• [REQUIREMENT]: The answer must consist of every line from the data that holds "nonblocking".

• [MATERIAL PROVIDED]:
----

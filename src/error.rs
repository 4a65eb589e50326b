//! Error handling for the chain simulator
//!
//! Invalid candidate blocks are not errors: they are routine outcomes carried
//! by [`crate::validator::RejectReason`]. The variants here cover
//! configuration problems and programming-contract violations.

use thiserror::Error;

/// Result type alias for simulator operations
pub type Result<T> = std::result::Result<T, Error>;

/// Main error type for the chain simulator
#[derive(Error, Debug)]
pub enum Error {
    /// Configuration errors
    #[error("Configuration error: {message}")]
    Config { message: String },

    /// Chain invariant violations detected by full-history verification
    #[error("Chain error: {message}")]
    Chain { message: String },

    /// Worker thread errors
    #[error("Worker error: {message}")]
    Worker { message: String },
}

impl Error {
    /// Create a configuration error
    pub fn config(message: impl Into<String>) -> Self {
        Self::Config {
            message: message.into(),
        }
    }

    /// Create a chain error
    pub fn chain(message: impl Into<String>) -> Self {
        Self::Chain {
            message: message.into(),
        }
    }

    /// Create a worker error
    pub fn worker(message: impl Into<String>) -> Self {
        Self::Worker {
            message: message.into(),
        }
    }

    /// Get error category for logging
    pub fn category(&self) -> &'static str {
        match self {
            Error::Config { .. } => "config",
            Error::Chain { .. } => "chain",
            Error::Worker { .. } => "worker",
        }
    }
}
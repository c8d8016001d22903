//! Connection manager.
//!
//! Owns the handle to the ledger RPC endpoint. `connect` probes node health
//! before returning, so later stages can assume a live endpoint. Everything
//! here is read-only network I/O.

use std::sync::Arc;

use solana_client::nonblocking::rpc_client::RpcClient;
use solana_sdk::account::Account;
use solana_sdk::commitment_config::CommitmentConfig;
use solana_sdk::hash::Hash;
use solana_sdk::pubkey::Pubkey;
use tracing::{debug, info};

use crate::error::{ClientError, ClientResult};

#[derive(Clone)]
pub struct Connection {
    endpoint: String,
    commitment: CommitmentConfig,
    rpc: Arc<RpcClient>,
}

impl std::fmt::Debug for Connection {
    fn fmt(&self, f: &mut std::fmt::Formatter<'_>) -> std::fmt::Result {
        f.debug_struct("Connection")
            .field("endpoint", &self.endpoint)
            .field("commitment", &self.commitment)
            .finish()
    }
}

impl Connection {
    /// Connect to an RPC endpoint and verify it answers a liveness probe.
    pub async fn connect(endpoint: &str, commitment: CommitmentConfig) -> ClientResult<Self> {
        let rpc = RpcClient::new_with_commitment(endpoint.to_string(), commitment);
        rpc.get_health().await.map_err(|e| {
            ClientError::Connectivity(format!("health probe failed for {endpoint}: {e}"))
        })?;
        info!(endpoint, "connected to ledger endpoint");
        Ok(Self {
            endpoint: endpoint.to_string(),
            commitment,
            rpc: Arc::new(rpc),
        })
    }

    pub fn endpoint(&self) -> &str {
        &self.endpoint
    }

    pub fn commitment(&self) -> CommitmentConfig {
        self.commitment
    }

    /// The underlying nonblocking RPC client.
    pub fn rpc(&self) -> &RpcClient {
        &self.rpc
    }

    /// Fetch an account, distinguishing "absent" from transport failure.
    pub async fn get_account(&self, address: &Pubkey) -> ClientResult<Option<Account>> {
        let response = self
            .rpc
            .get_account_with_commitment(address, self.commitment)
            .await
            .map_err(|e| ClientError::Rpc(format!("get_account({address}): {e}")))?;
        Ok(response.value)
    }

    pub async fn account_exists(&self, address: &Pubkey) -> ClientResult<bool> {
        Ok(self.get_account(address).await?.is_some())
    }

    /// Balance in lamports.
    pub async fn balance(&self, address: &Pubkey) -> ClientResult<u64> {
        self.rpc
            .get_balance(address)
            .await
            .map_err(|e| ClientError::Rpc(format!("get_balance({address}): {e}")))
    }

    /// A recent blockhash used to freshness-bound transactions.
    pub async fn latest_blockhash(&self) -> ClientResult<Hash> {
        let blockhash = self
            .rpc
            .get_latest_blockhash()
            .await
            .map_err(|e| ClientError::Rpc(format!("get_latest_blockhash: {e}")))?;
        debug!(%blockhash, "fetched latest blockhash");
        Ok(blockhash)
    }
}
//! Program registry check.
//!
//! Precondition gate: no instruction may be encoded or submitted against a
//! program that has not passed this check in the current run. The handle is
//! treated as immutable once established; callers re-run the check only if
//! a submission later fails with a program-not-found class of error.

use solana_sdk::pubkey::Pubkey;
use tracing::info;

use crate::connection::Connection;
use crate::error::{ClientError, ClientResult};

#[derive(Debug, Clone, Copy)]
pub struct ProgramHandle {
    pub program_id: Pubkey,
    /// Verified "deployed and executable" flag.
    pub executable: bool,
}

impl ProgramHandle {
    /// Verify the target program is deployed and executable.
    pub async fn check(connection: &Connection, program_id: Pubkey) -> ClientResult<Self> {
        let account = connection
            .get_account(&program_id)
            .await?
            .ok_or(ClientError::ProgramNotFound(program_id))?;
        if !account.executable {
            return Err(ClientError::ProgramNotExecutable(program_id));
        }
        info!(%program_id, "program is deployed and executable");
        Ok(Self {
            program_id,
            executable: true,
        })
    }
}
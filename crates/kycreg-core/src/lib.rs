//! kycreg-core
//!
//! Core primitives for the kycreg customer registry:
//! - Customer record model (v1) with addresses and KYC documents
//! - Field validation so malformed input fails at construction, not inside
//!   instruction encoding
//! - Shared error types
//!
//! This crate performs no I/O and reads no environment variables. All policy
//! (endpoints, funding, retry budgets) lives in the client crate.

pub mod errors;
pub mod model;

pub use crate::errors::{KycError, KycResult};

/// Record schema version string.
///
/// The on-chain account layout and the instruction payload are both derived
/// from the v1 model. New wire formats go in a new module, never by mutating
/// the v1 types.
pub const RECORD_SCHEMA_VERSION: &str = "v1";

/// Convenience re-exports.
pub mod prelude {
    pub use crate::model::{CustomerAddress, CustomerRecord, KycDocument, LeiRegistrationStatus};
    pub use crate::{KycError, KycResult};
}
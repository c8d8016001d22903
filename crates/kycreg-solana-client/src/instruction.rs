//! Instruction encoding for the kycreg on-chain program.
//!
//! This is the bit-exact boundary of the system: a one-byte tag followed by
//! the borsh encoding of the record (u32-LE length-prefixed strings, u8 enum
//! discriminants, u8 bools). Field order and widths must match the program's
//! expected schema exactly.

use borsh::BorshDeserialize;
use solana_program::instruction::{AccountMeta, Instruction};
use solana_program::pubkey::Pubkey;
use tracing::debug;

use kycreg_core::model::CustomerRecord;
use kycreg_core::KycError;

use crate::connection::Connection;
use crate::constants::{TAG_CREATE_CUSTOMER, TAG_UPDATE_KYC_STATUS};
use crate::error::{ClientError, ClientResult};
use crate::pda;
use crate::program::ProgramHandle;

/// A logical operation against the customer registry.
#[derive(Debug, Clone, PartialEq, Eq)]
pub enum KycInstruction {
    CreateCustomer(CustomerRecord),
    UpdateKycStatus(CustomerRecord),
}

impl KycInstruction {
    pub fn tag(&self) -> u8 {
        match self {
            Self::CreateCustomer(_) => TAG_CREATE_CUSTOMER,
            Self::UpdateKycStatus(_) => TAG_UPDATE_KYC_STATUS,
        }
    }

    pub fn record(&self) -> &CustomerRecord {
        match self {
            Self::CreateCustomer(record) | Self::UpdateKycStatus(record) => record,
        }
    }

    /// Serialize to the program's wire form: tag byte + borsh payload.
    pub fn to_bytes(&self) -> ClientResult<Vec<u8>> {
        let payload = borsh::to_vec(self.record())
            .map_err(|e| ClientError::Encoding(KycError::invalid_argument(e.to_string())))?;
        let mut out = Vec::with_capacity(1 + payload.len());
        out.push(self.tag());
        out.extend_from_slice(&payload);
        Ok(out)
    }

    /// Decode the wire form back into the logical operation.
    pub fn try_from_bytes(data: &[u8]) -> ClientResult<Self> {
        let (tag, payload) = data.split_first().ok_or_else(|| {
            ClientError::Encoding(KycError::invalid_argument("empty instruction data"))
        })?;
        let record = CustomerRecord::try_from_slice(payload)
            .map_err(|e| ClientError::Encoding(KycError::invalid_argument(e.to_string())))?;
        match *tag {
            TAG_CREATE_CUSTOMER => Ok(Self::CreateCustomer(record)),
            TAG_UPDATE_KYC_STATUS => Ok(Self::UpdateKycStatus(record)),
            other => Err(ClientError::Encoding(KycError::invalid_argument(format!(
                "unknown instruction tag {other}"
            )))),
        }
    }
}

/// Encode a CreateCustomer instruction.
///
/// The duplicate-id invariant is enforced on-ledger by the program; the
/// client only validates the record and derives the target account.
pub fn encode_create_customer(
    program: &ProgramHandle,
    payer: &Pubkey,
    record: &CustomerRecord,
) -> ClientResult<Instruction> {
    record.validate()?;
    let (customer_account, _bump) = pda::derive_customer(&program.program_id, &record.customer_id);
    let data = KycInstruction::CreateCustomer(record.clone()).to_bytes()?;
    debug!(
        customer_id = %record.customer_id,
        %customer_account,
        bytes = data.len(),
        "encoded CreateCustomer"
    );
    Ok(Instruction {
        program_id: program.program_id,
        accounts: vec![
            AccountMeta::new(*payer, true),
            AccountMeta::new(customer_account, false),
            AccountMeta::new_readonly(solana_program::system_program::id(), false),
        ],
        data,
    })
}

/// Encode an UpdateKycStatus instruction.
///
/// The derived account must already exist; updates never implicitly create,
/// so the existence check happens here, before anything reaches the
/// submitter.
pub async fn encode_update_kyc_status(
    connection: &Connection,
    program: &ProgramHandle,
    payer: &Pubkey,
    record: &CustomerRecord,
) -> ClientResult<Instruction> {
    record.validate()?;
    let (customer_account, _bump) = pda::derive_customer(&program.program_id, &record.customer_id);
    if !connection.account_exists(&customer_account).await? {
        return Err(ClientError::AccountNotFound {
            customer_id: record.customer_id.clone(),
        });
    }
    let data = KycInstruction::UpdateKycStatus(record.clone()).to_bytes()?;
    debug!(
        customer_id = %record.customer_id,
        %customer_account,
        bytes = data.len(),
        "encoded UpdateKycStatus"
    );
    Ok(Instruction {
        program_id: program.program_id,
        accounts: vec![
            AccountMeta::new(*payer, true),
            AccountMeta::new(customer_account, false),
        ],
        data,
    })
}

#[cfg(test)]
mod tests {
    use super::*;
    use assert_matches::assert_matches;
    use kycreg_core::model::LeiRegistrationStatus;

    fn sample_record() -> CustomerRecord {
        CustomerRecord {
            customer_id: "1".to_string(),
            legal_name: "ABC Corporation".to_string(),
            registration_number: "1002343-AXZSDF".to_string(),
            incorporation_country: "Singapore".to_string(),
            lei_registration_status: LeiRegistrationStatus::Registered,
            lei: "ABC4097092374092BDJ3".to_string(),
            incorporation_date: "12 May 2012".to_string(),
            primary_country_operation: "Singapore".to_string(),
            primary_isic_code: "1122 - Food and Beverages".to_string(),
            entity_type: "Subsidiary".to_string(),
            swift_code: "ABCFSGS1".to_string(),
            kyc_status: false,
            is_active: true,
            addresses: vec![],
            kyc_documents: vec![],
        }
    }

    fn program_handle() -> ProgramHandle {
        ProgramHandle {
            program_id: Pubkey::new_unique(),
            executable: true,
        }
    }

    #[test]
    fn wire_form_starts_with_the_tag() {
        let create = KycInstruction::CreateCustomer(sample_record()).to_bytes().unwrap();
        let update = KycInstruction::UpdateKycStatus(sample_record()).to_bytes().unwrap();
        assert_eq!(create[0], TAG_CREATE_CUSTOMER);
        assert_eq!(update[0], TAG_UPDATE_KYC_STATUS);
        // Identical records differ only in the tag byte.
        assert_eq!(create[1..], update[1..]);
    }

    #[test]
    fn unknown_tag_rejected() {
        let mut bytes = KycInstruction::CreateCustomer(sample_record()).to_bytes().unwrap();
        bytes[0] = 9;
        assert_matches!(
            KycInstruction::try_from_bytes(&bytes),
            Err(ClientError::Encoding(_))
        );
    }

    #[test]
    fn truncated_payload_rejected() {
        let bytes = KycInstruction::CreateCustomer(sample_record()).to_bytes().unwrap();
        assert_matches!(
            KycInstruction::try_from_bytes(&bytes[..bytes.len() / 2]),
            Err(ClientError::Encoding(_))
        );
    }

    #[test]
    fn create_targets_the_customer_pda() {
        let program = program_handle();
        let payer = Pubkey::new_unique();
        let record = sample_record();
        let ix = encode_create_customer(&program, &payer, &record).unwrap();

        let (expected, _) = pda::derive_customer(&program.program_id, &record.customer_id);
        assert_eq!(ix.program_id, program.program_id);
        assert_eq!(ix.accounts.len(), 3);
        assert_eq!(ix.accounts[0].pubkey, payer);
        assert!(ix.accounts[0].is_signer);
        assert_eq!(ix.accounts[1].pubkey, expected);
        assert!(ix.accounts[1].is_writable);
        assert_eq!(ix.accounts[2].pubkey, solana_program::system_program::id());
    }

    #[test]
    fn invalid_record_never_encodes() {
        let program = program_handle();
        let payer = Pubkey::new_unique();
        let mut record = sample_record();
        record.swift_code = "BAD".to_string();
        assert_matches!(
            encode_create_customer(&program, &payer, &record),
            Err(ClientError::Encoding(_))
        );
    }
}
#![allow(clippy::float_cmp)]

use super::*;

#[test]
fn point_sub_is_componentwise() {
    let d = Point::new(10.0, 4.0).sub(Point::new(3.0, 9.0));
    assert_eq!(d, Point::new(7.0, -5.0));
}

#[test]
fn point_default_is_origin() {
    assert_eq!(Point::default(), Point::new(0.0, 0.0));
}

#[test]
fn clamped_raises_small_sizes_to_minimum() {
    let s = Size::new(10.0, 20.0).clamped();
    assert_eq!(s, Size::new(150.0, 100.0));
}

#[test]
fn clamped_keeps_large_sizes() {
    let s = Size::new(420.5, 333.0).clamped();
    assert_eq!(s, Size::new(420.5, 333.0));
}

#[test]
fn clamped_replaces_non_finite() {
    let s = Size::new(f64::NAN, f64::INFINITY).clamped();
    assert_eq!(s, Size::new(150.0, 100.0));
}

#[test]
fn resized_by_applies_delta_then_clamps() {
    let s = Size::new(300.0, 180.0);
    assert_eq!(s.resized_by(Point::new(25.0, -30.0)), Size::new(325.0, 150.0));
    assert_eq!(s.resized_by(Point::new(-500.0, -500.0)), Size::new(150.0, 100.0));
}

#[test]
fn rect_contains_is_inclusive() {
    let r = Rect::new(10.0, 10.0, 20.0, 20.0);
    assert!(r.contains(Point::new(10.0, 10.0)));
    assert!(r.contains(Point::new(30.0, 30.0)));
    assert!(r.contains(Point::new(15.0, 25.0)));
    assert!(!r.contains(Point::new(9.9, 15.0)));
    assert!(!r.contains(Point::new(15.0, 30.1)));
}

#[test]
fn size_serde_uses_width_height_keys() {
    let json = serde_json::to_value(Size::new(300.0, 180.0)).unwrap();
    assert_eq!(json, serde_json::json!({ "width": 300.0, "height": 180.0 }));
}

----

• [ANSWER]:
use solana_client::nonblocking::rpc_client::RpcClient;
    /// The underlying nonblocking RPC client.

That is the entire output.